Au sous-sol découvrez la Première Guerre mondiale, chronique calédonienne
Le 23 avril 1915, plus de 700 Calédoniens, dits « Niaoulis », tous d’origine européenne, embarquent à bord du Sontay pour le front. Fin 1915, le gouvernement français décide de recruter des renforts parmi les populations indigènes de ses colonies. Trois contingents comprenant des tirailleurs kanak rejoignent le front en 1916 et 1917.  La Nouvelle-Calédonie est loin de la guerre, mais ses conséquences se font sentir au quotidien. Un mouvement de révolte des Kanak s’ajoute en 1917. Les difficultés n’empêchent pas la mise en place d’un grand élan de solidarité au profit de tous les soldats partis au front. Des vidéos et programmes sonores évoquent les conditions difficiles de la guerre. Les objets militaires mais aussi du quotidien des soldats sont regroupés.
L’exposition se poursuit sur le quotidien pendant l’entre-deux guerre en Nouvelle-Calédonie, période qui reste marquée par le traumatisme de la guerre.
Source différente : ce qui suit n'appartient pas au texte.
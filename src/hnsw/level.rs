//! Random level assignment for new nodes.

use rand::rngs::StdRng;
use rand::{Rng, SeedableRng};

/// Samples a non-negative integer layer for each new node from a
/// geometric-like distribution controlled by a level multiplier.
#[derive(Debug)]
pub struct LevelSampler {
    rng: StdRng,
    ml: f64,
    max_layers: usize,
}

impl LevelSampler {
    /// `seed = None` draws from OS entropy (non-deterministic); `Some(seed)`
    /// gives a reproducible sequence.
    pub fn new(ml: f64, max_layers: usize, seed: Option<u64>) -> Self {
        let rng = match seed {
            Some(s) => StdRng::seed_from_u64(s),
            None => StdRng::from_entropy(),
        };
        Self {
            rng,
            ml,
            max_layers,
        }
    }

    /// Draw `r` from `(0, 1]` and return `floor(-ln(r) * ml)`, capped at
    /// `max_layers - 1`. `r = 0` is resampled to avoid `-ln(0) = inf`.
    pub fn sample(&mut self) -> usize {
        let mut r: f64 = self.rng.gen();
        while r == 0.0 {
            r = self.rng.gen();
        }
        let level = (-r.ln() * self.ml).floor() as usize;
        level.min(self.max_layers - 1)
    }
}
//! Text rendering of the menu state
//!
//! `view` is a pure function of `AppState`. The returned buffer is what the
//! frontend draws after every update; drawing concerns such as tab expansion
//! live in `layout`.

use crate::app::AppState;
use crate::content::{
    ABOUT, ALREADY_HOME_NOTICE, BACK_HINT, CONTACT, EXPERIENCE, MENU_INTRO, QUIT_HINT,
};
use crate::types::Page;

const CURSOR_MARKER: &str = "->";

pub fn view(app: &AppState) -> String {
    let body = match app.current_page {
        Page::Home => {
            let mut s = render_menu(app);
            if app.selected == Some(Page::Home) {
                s.push('\n');
                s.push_str(ALREADY_HOME_NOTICE);
            }
            s
        }
        Page::About => with_back_hint(ABOUT),
        Page::Experience => with_back_hint(EXPERIENCE),
        Page::Contact => with_back_hint(CONTACT),
    };

    format!("{}\n{}\n", body, QUIT_HINT)
}

fn with_back_hint(block: &str) -> String {
    format!("{}\n{}", block, BACK_HINT)
}

/// Intro sentence followed by one line per choice, marking the cursor
pub fn render_menu(app: &AppState) -> String {
    let mut s = format!("{}\n\n", MENU_INTRO);
    for (idx, choice) in app.choices().iter().enumerate() {
        let marker = if idx == app.cursor { CURSOR_MARKER } else { " " };
        s.push_str(&format!("{} [{}]\n", marker, choice.label()));
    }
    s
}

#[cfg(test)]
mod tests {
    use super::*;
    use crate::types::Action;

    #[test]
    fn test_home_view() {
        let app = AppState::new();
        let expected = format!(
            "{}\n\n-> [Home]\n  [About]\n  [Experience]\n  [Contact]\n\nPress 'q' to quit.\n",
            MENU_INTRO
        );
        assert_eq!(view(&app), expected);
    }

    #[test]
    fn test_cursor_marker_follows_cursor() {
        let mut app = AppState::new();
        app.update(Action::Up);
        let menu = render_menu(&app);
        assert!(menu.contains("\n  [Home]\n"));
        assert!(menu.ends_with("-> [Contact]\n"));
        assert_eq!(menu.matches(CURSOR_MARKER).count(), 1);
    }

    #[test]
    fn test_already_home_notice() {
        let mut app = AppState::new();
        app.update(Action::Activate);
        let text = view(&app);
        assert!(text.contains("\n\nOops! You are already at the Home Page!\nPress 'q' to quit.\n"));
        assert!(text.lines().any(|l| l == "Oops! You are already at the Home Page!"));
    }

    #[test]
    fn test_no_notice_for_fresh_home() {
        let app = AppState::new();
        assert!(!view(&app).contains(ALREADY_HOME_NOTICE));
    }

    #[test]
    fn test_about_view() {
        let mut app = AppState::new();
        app.update(Action::Down);
        app.update(Action::Activate);
        assert_eq!(app.selected, Some(Page::About));
        assert_eq!(app.current_page, Page::About);

        let text = view(&app);
        assert!(text.starts_with("[About Me]"));
        assert!(text.ends_with(
            "Press 'ESC' or 'b' to return to the home page.\nPress 'q' to quit.\n"
        ));
        assert!(!text.contains(MENU_INTRO));
    }

    #[test]
    fn test_experience_view() {
        let mut app = AppState::new();
        app.cursor = 2;
        app.update(Action::Activate);
        let text = view(&app);
        assert!(text.starts_with("[Experience]\n\n## Education ##\n"));
        assert!(text.contains("\t  -Swiss Army Knife, Jack of All Trades\n\nPress 'ESC'"));
    }

    #[test]
    fn test_contact_view() {
        let mut app = AppState::new();
        app.cursor = 3;
        app.update(Action::Activate);
        let text = view(&app);
        assert!(text.lines().any(|l| l == "E-Mail -> maintainentropicprivacy@gmail.com"));
        assert_eq!(
            text,
            "[Contact]\n\nE-Mail -> maintainentropicprivacy@gmail.com\n\n\
             Press 'ESC' or 'b' to return to the home page.\nPress 'q' to quit.\n"
        );
    }

    #[test]
    fn test_subpages_end_with_hints() {
        for cursor in 1..Page::ALL.len() {
            let mut app = AppState::new();
            app.cursor = cursor;
            app.update(Action::Activate);
            let text = view(&app);
            assert_eq!(text.matches(BACK_HINT).count(), 1);
            assert!(text.ends_with(&format!("\n{}\n{}\n", BACK_HINT, QUIT_HINT)));
            assert!(!text.contains(CURSOR_MARKER));
        }
    }

    #[test]
    fn test_back_redraws_menu() {
        let mut app = AppState::new();
        app.cursor = 3;
        app.update(Action::Activate);
        app.update(Action::Back);
        assert!(view(&app).contains("-> [Home]"));
    }
}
Un espace est également consacré à la France vue par les soldats australiens en poste pendant la Grande Guerre.

Un jardin
À l’arrière du musée, le jardin
permet de passer un agréable moment de détente parmi les plantes des jardins nouméens des années 1900. De nombreuses espèces sont endémiques ; beaucoup ont également été importées au XIXe siècle, notamment de la Réunion par les colons Bourbonnais.